Paul Nizon : "Un scandaleux au style hypnotique"

Propos recueillis par Michel Contat, Le Monde, 7 juin 2007

Écrivain suisse, Paul Nizon est né en 1929. Ses premiers livres, "Les Lieux mouvants" et "Canto", paraissent en 1959 et 1963. Écrivain, critique d'art, il vit à Paris depuis 1977. La quasi-totalité de son œuvre est traduite de l'allemand chez Actes Sud.

Qui était pour vous Bernhard ?
Il a commencé à peu près en même temps que moi, avec Gel (1963) et Perturbation (1967) et j'ai tout de suite compris qu'il était très important. Nous étions publiés par l'éditeur allemand Suhrkamp. Je suis très combatif et je prends les autres écrivains pour des concurrents, s'ils sont valables. J'ai vu que j'avais affaire à quelqu'un de fort, d'unique, peut-être de génial. Cela ne m'a pas du tout déprimé, au contraire, c'était stimulant. Une fois, dans les années 1970, j'ai passé une journée entière dans sa fameuse forteresse. Je faisais une lecture non loin de là, il m'a dit qu'il m'attendait pour aller boire un verre et, le lendemain, on passait la journée ensemble. Ce qui était un honneur parce qu'il n'aimait pas du tout les écrivains, et presque personne n'avait accès à lui. Il m'a montré son incroyable collection de chaussures, ses vieux meubles, les trois voitures : la Volkswagen pour aller chercher les journaux, la Mercedes pour je ne sais quoi, le tracteur pour jouer au propriétaire terrien. Nous avons rigolé comme des idiots en disant le plus de mal possible de Siegfried Unseld, notre éditeur, notre maquereau. On a une relation tellement passionnelle avec un éditeur, on passe avec lui toute une vie et c'est la personne la plus importante. Alors, on disait des horreurs.
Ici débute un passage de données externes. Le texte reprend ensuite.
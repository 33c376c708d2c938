//! Closed vocabularies for services, subjects and provider labels.
//!
//! Every free-text value that takes part in matching is folded through
//! [`normalize`] exactly once, when it is parsed into one of these types.

use serde::{Deserialize, Serialize};
use std::cmp::Ordering;
use std::fmt;
use std::hash::{Hash, Hasher};
use std::str::FromStr;

use crate::domain::foundation::ValidationError;

/// The single normalization used for all case-insensitive comparisons.
pub fn normalize(value: &str) -> String {
    value.trim().to_lowercase()
}

/// A user-entered name paired with its normalized matching key.
///
/// Equality, ordering and hashing look only at the normalized key, so
/// "Stanford University" and " stanford university" are the same school.
#[derive(Debug, Clone, Serialize, Deserialize)]
#[serde(try_from = "String", into = "String")]
pub struct NormalizedName {
    display_name: String,
    normalized_name: String,
}

/// A school as entered by a student or tagged on a counselor.
pub type School = NormalizedName;

/// A standardized test name ("SAT", "ACT", "AP Calculus BC").
pub type TestName = NormalizedName;

impl NormalizedName {
    pub fn new(value: &str) -> Result<Self, ValidationError> {
        let display_name = value.trim().to_string();
        if display_name.is_empty() {
            return Err(ValidationError::empty_field("name"));
        }
        let normalized_name = normalize(&display_name);
        Ok(Self {
            display_name,
            normalized_name,
        })
    }

    /// Parses an optional raw selector, treating blank input as absent.
    pub fn parse_optional(value: Option<&str>) -> Option<Self> {
        value.and_then(|v| Self::new(v).ok())
    }

    pub fn display_name(&self) -> &str {
        &self.display_name
    }

    pub fn normalized_name(&self) -> &str {
        &self.normalized_name
    }

    /// True if `raw` normalizes to this name.
    pub fn matches(&self, raw: &str) -> bool {
        self.normalized_name == normalize(raw)
    }
}

impl PartialEq for NormalizedName {
    fn eq(&self, other: &Self) -> bool {
        self.normalized_name == other.normalized_name
    }
}

impl Eq for NormalizedName {}

impl Hash for NormalizedName {
    fn hash<H: Hasher>(&self, state: &mut H) {
        self.normalized_name.hash(state);
    }
}

impl PartialOrd for NormalizedName {
    fn partial_cmp(&self, other: &Self) -> Option<Ordering> {
        Some(self.cmp(other))
    }
}

impl Ord for NormalizedName {
    fn cmp(&self, other: &Self) -> Ordering {
        self.normalized_name.cmp(&other.normalized_name)
    }
}

impl fmt::Display for NormalizedName {
    fn fmt(&self, f: &mut fmt::Formatter<'_>) -> fmt::Result {
        f.write_str(&self.display_name)
    }
}

impl TryFrom<String> for NormalizedName {
    type Error = ValidationError;

    fn try_from(value: String) -> Result<Self, Self::Error> {
        Self::new(&value)
    }
}

impl From<NormalizedName> for String {
    fn from(name: NormalizedName) -> Self {
        name.display_name
    }
}

/// Services a student can book.
#[derive(Debug, Clone, Copy, PartialEq, Eq, Hash, Serialize, Deserialize)]
#[serde(rename_all = "kebab-case")]
pub enum ServiceKind {
    Tutoring,
    Counseling,
    VirtualTour,
    TestPrep,
}

impl ServiceKind {
    pub const ALL: [ServiceKind; 4] = [
        ServiceKind::Tutoring,
        ServiceKind::Counseling,
        ServiceKind::VirtualTour,
        ServiceKind::TestPrep,
    ];

    pub fn as_str(&self) -> &'static str {
        match self {
            ServiceKind::Tutoring => "tutoring",
            ServiceKind::Counseling => "counseling",
            ServiceKind::VirtualTour => "virtual-tour",
            ServiceKind::TestPrep => "test-prep",
        }
    }

    /// Counseling and virtual tours are selected by school, not subject.
    pub fn is_school_based(&self) -> bool {
        matches!(self, ServiceKind::Counseling | ServiceKind::VirtualTour)
    }
}

impl fmt::Display for ServiceKind {
    fn fmt(&self, f: &mut fmt::Formatter<'_>) -> fmt::Result {
        f.write_str(self.as_str())
    }
}

impl FromStr for ServiceKind {
    type Err = ValidationError;

    fn from_str(s: &str) -> Result<Self, Self::Err> {
        let key = normalize(s);
        ServiceKind::ALL
            .into_iter()
            .find(|kind| kind.as_str() == key)
            .ok_or_else(|| {
                ValidationError::invalid_format("service", format!("unknown service '{}'", s.trim()))
            })
    }
}

/// Tutoring subjects offered by the marketplace.
#[derive(Debug, Clone, Copy, PartialEq, Eq, Hash, Serialize, Deserialize)]
pub enum TutoringSubject {
    #[serde(rename = "Math")]
    Math,
    #[serde(rename = "Science")]
    Science,
    #[serde(rename = "History & Social Studies")]
    HistorySocialStudies,
    #[serde(rename = "English & Language Arts")]
    EnglishLanguageArts,
    #[serde(rename = "Foreign Languages")]
    ForeignLanguages,
    #[serde(rename = "Computer Science")]
    ComputerScience,
}

impl TutoringSubject {
    pub const ALL: [TutoringSubject; 6] = [
        TutoringSubject::Math,
        TutoringSubject::Science,
        TutoringSubject::HistorySocialStudies,
        TutoringSubject::EnglishLanguageArts,
        TutoringSubject::ForeignLanguages,
        TutoringSubject::ComputerScience,
    ];

    pub fn display_name(&self) -> &'static str {
        match self {
            TutoringSubject::Math => "Math",
            TutoringSubject::Science => "Science",
            TutoringSubject::HistorySocialStudies => "History & Social Studies",
            TutoringSubject::EnglishLanguageArts => "English & Language Arts",
            TutoringSubject::ForeignLanguages => "Foreign Languages",
            TutoringSubject::ComputerScience => "Computer Science",
        }
    }

    /// Subjects whose providers are matched on a fine-grained topic.
    pub fn is_topic_matched(&self) -> bool {
        matches!(
            self,
            TutoringSubject::ForeignLanguages | TutoringSubject::ComputerScience
        )
    }

    pub fn parse(raw: &str) -> Option<Self> {
        let key = normalize(raw);
        TutoringSubject::ALL
            .into_iter()
            .find(|subject| normalize(subject.display_name()) == key)
    }
}

impl fmt::Display for TutoringSubject {
    fn fmt(&self, f: &mut fmt::Formatter<'_>) -> fmt::Result {
        f.write_str(self.display_name())
    }
}

/// A provider's primary label.
#[derive(Debug, Clone, PartialEq, Eq, Hash, Serialize, Deserialize)]
#[serde(into = "String", try_from = "String")]
pub enum ProviderLabel {
    Subject(TutoringSubject),
    Test(TestName),
    CollegeCounseling,
    VirtualTour,
}

const COLLEGE_COUNSELING: &str = "College Counseling";
const VIRTUAL_TOUR: &str = "Virtual Tour";

impl ProviderLabel {
    /// Parses a raw label. Anything that is not a subject or one of the two
    /// counseling services names a test.
    pub fn parse(raw: &str) -> Result<Self, ValidationError> {
        if let Some(subject) = TutoringSubject::parse(raw) {
            return Ok(ProviderLabel::Subject(subject));
        }
        let key = normalize(raw);
        if key == normalize(COLLEGE_COUNSELING) {
            return Ok(ProviderLabel::CollegeCounseling);
        }
        if key == normalize(VIRTUAL_TOUR) {
            return Ok(ProviderLabel::VirtualTour);
        }
        NormalizedName::new(raw)
            .map(ProviderLabel::Test)
            .map_err(|_| ValidationError::empty_field("label"))
    }

    pub fn display_name(&self) -> &str {
        match self {
            ProviderLabel::Subject(subject) => subject.display_name(),
            ProviderLabel::Test(name) => name.display_name(),
            ProviderLabel::CollegeCounseling => COLLEGE_COUNSELING,
            ProviderLabel::VirtualTour => VIRTUAL_TOUR,
        }
    }

    /// True for labels carried by counselors rather than tutors.
    pub fn is_counselor_label(&self) -> bool {
        matches!(self, ProviderLabel::CollegeCounseling | ProviderLabel::VirtualTour)
    }
}

impl fmt::Display for ProviderLabel {
    fn fmt(&self, f: &mut fmt::Formatter<'_>) -> fmt::Result {
        f.write_str(self.display_name())
    }
}

impl From<ProviderLabel> for String {
    fn from(label: ProviderLabel) -> Self {
        label.display_name().to_string()
    }
}

impl TryFrom<String> for ProviderLabel {
    type Error = ValidationError;

    fn try_from(raw: String) -> Result<Self, Self::Error> {
        ProviderLabel::parse(&raw)
    }
}
//! Provider directory - who offers what, for which schools.
//!
//! The directory is a static input to matching. Nothing in the domain
//! mutates it; a new snapshot replaces the old one wholesale.

mod catalog;
mod labels;
mod provider;

pub use catalog::{DirectoryError, ProviderDirectory, ProviderRecord};
pub use labels::{normalize, NormalizedName, ProviderLabel, School, ServiceKind, TestName, TutoringSubject};
pub use provider::{Provider, ProviderRole, SchoolScope};
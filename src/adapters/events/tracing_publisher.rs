//! Event publisher that writes each envelope to the tracing log.

use async_trait::async_trait;

use crate::domain::foundation::{DomainError, EventEnvelope};
use crate::ports::EventPublisher;

#[derive(Debug, Default, Clone, Copy)]
pub struct TracingEventPublisher;

impl TracingEventPublisher {
    pub fn new() -> Self {
        Self
    }
}

#[async_trait]
impl EventPublisher for TracingEventPublisher {
    async fn publish(&self, event: EventEnvelope) -> Result<(), DomainError> {
        tracing::info!(
            event_id = %event.event_id,
            event_type = %event.event_type,
            aggregate_id = %event.aggregate_id,
            correlation_id = event.metadata.correlation_id.as_deref().unwrap_or("-"),
            payload = %event.payload,
            "Domain event"
        );
        Ok(())
    }
}

#[cfg(test)]
mod tests {
    use super::*;
    use crate::domain::foundation::{EventId, EventMetadata, Timestamp};

    #[tokio::test]
    async fn publish_never_fails() {
        let envelope = EventEnvelope {
            event_id: EventId::new(),
            event_type: "session.completed.v1".into(),
            schema_version: 1,
            aggregate_id: "s-1".into(),
            aggregate_type: "Session".into(),
            occurred_at: Timestamp::now(),
            payload: serde_json::json!({"kind": "completed"}),
            metadata: EventMetadata::default(),
        };
        assert!(TracingEventPublisher::new().publish(envelope).await.is_ok());
    }
}
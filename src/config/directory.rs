//! Provider directory configuration

use serde::Deserialize;
use std::path::PathBuf;

use super::error::ValidationError;

#[derive(Debug, Clone, Default, Deserialize)]
pub struct DirectoryConfig {
    /// JSON or YAML directory file; the built-in seed directory when unset
    pub path: Option<PathBuf>,
}

impl DirectoryConfig {
    pub fn validate(&self) -> Result<(), ValidationError> {
        let Some(path) = &self.path else {
            return Ok(());
        };
        match path.extension().and_then(|e| e.to_str()) {
            Some("json" | "yaml" | "yml") => Ok(()),
            _ => Err(ValidationError::InvalidDirectoryFormat),
        }
    }
}
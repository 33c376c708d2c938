//! Application handlers.
//!
//! Command and query handlers that orchestrate domain operations.

pub mod checkout;
pub mod directory;
pub mod session;

#[cfg(test)]
pub(crate) mod test_support;

pub use checkout::*;
pub use directory::*;
pub use session::*;
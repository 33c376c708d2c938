//! Application layer - Commands, Queries, and Handlers.
//!
//! This layer orchestrates domain operations and coordinates between ports.
//! Command handlers (write) are kept apart from query handlers (read).

pub mod handlers;

pub use handlers::*;
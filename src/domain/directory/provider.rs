//! Provider entity and its school scope.

use serde::{Deserialize, Serialize};
use std::collections::BTreeSet;
use std::fmt;

use crate::domain::foundation::{ProviderId, ValidationError};

use super::labels::{NormalizedName, ProviderLabel, School, TutoringSubject};

/// Whether a provider is a tutor or a counselor.
#[derive(Debug, Clone, Copy, PartialEq, Eq, Hash, Serialize, Deserialize)]
#[serde(rename_all = "lowercase")]
pub enum ProviderRole {
    Tutor,
    Counselor,
}

impl fmt::Display for ProviderRole {
    fn fmt(&self, f: &mut fmt::Formatter<'_>) -> fmt::Result {
        match self {
            ProviderRole::Tutor => f.write_str("tutor"),
            ProviderRole::Counselor => f.write_str("counselor"),
        }
    }
}

/// Which schools a counselor or tour guide covers.
///
/// `General` is its own variant. `SchoolScope::specific` over no schools
/// yields a scope that matches nothing; only the file loader reads an empty
/// tag list as general.
#[derive(Debug, Clone, PartialEq, Eq, Default)]
pub enum SchoolScope {
    #[default]
    General,
    Specific(BTreeSet<School>),
}

impl SchoolScope {
    pub fn specific<I, S>(schools: I) -> Result<Self, ValidationError>
    where
        I: IntoIterator<Item = S>,
        S: AsRef<str>,
    {
        let set = schools
            .into_iter()
            .map(|s| School::new(s.as_ref()))
            .collect::<Result<BTreeSet<_>, _>>()?;
        Ok(SchoolScope::Specific(set))
    }

    /// True only for an explicitly tagged school.
    pub fn covers(&self, school: &School) -> bool {
        match self {
            SchoolScope::General => false,
            SchoolScope::Specific(schools) => schools.contains(school),
        }
    }

    pub fn is_general(&self) -> bool {
        matches!(self, SchoolScope::General)
    }
}

/// A tutor or counselor listed in the directory.
#[derive(Debug, Clone, PartialEq, Eq)]
pub struct Provider {
    id: ProviderId,
    name: String,
    email: Option<String>,
    role: ProviderRole,
    label: ProviderLabel,
    languages: BTreeSet<NormalizedName>,
    topics: BTreeSet<NormalizedName>,
    school_scope: SchoolScope,
}

impl Provider {
    /// Creates a tutor; capability lists start empty.
    pub fn tutor(id: ProviderId, name: impl Into<String>, label: ProviderLabel) -> Self {
        Self {
            id,
            name: name.into(),
            email: None,
            role: ProviderRole::Tutor,
            label,
            languages: BTreeSet::new(),
            topics: BTreeSet::new(),
            school_scope: SchoolScope::General,
        }
    }

    /// Creates a counselor or tour guide.
    pub fn counselor(
        id: ProviderId,
        name: impl Into<String>,
        label: ProviderLabel,
        school_scope: SchoolScope,
    ) -> Self {
        Self {
            id,
            name: name.into(),
            email: None,
            role: ProviderRole::Counselor,
            label,
            languages: BTreeSet::new(),
            topics: BTreeSet::new(),
            school_scope,
        }
    }

    pub fn with_email(mut self, email: impl Into<String>) -> Self {
        self.email = Some(email.into());
        self
    }

    pub fn with_languages<I, S>(mut self, languages: I) -> Result<Self, ValidationError>
    where
        I: IntoIterator<Item = S>,
        S: AsRef<str>,
    {
        self.languages = collect_names(languages)?;
        Ok(self)
    }

    pub fn with_topics<I, S>(mut self, topics: I) -> Result<Self, ValidationError>
    where
        I: IntoIterator<Item = S>,
        S: AsRef<str>,
    {
        self.topics = collect_names(topics)?;
        Ok(self)
    }

    /// Checks that role, label and capability lists agree.
    pub fn validate(&self) -> Result<(), ValidationError> {
        if self.name.trim().is_empty() {
            return Err(ValidationError::empty_field("name"));
        }
        match self.role {
            ProviderRole::Tutor => {
                if self.label.is_counselor_label() {
                    return Err(self.mismatch("tutors cannot carry a counseling label"));
                }
                if !self.school_scope.is_general() {
                    return Err(self.mismatch("school tags are only meaningful for counselors"));
                }
            }
            ProviderRole::Counselor => {
                if !self.label.is_counselor_label() {
                    return Err(self.mismatch("counselors must be labelled College Counseling or Virtual Tour"));
                }
            }
        }
        if !self.languages.is_empty()
            && self.label != ProviderLabel::Subject(TutoringSubject::ForeignLanguages)
        {
            return Err(self.mismatch("languages are only meaningful for Foreign Languages tutors"));
        }
        if !self.topics.is_empty()
            && self.label != ProviderLabel::Subject(TutoringSubject::ComputerScience)
        {
            return Err(self.mismatch("topics are only meaningful for Computer Science tutors"));
        }
        Ok(())
    }

    fn mismatch(&self, reason: &str) -> ValidationError {
        ValidationError::invariant(format!("provider {}: {}", self.id, reason))
    }

    pub fn id(&self) -> &ProviderId {
        &self.id
    }

    pub fn name(&self) -> &str {
        &self.name
    }

    pub fn email(&self) -> Option<&str> {
        self.email.as_deref()
    }

    pub fn role(&self) -> ProviderRole {
        self.role
    }

    pub fn label(&self) -> &ProviderLabel {
        &self.label
    }

    pub fn languages(&self) -> &BTreeSet<NormalizedName> {
        &self.languages
    }

    pub fn topics(&self) -> &BTreeSet<NormalizedName> {
        &self.topics
    }

    pub fn school_scope(&self) -> &SchoolScope {
        &self.school_scope
    }

    pub fn is_tutor(&self) -> bool {
        self.role == ProviderRole::Tutor
    }

    pub fn is_counselor(&self) -> bool {
        self.role == ProviderRole::Counselor
    }

    /// Whether a topic selector names one of this tutor's capabilities for `subject`.
    pub fn teaches_topic(&self, subject: TutoringSubject, topic: &NormalizedName) -> bool {
        match subject {
            TutoringSubject::ForeignLanguages => self.languages.contains(topic),
            TutoringSubject::ComputerScience => self.topics.contains(topic),
            _ => false,
        }
    }
}

fn collect_names<I, S>(values: I) -> Result<BTreeSet<NormalizedName>, ValidationError>
where
    I: IntoIterator<Item = S>,
    S: AsRef<str>,
{
    values
        .into_iter()
        .map(|v| NormalizedName::new(v.as_ref()))
        .collect()
}

#[cfg(test)]
mod tests {
    use super::*;

    fn pid(id: &str) -> ProviderId {
        ProviderId::new(id).unwrap()
    }

    fn school(name: &str) -> School {
        School::new(name).unwrap()
    }

    #[test]
    fn general_scope_covers_no_specific_school() {
        assert!(!SchoolScope::General.covers(&school("MIT")));
    }

    #[test]
    fn empty_specific_scope_is_not_general() {
        let scope = SchoolScope::specific(Vec::<String>::new()).unwrap();
        assert!(!scope.is_general());
        assert!(!scope.covers(&school("MIT")));
    }

    #[test]
    fn specific_scope_matches_case_insensitively() {
        let scope = SchoolScope::specific(["Stanford University", "MIT"]).unwrap();
        assert!(scope.covers(&school(" stanford university ")));
        assert!(!scope.covers(&school("Harvard")));
    }

    #[test]
    fn language_tutor_teaches_listed_languages_only() {
        let tutor = Provider::tutor(
            pid("t-1"),
            "Aiko",
            ProviderLabel::Subject(TutoringSubject::ForeignLanguages),
        )
        .with_languages(["Japanese", "Korean"])
        .unwrap();

        let japanese = NormalizedName::new("japanese").unwrap();
        let french = NormalizedName::new("French").unwrap();
        assert!(tutor.teaches_topic(TutoringSubject::ForeignLanguages, &japanese));
        assert!(!tutor.teaches_topic(TutoringSubject::ForeignLanguages, &french));
        assert!(!tutor.teaches_topic(TutoringSubject::ComputerScience, &japanese));
        assert!(tutor.validate().is_ok());
    }

    #[test]
    fn validate_rejects_role_label_mismatch() {
        let tutor = Provider::tutor(pid("t-2"), "Sam", ProviderLabel::CollegeCounseling);
        assert!(tutor.validate().is_err());

        let counselor = Provider::counselor(
            pid("c-1"),
            "Lee",
            ProviderLabel::Subject(TutoringSubject::Math),
            SchoolScope::General,
        );
        assert!(counselor.validate().is_err());
    }

    #[test]
    fn validate_rejects_capabilities_on_wrong_subject() {
        let tutor = Provider::tutor(pid("t-3"), "Ana", ProviderLabel::Subject(TutoringSubject::Math))
            .with_languages(["Spanish"])
            .unwrap();
        assert!(tutor.validate().is_err());
    }
}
Parliez-vous de littérature ?
Très peu. On a parlé peut-être de Canetti qu'il détestait. Canetti l'avait attaqué dans une interview, en disant que c'était quelqu'un qui vénérait la mort et répétait sempiternellement la même chose. Bernhard a répondu qu'il était un vieillard sans mérite qui, à 70 ans, se reproduisait encore, un collectionneur de prix, pas un producteur de livres. Pour moi, c'était pénible parce qu'à l'époque j'étais lié à Canetti et en même temps je ne voulais pas trahir Bernhard. Ses premiers livres m'ont fait une très forte impression, comme un défi. Mais Extinction (1986), j'ai trouvé que c'était du vent : la répétition indéfinie de phrases qui tournent sur elles-mêmes et ne s'achèvent pas. Sa dénonciation est répétitive, dans un style de protocole d'interrogatoire intérieur mené dans une langue administrative. Cela le rapproche de Kafka, dont il a aussi l'humour. Mais à la longue, c'est ennuyeux. Je n'aurais pas l'idée de le relire aujourd'hui. La vénération qu'il suscite en France est inimaginable. Je me demande ce que lisent les Français en Bernhard. Il est extrêmement déprimant : l'état du monde, celui de la société, de l'humanité sont décrits dans une dénonciation sombre, sans issue, surtout sans pitié. Mais il y a l'humour. Comme personne, il était extrêmement rigolo. L'inquiétant, c'est qu'il n'y a pas une trace de sexe dans ses livres. Dans sa vie non plus d'ailleurs. C'était un grand solitaire. Très différent de moi. Je me sens plus proche de Peter Handke.

Comment le situez-vous dans la littérature allemande ?
C'est un polémiste scandaleux au style hypnotique, à l'écriture de folie. Beaucoup plus important que Grass ou Böll, car c'est un styliste. Quand je suis impressionné par un écrivain, ce qui est rare, j'ai tendance à le mettre au-dessus de moi. J'ai pour lui une admiration sans partage, mais il ne me concerne pas.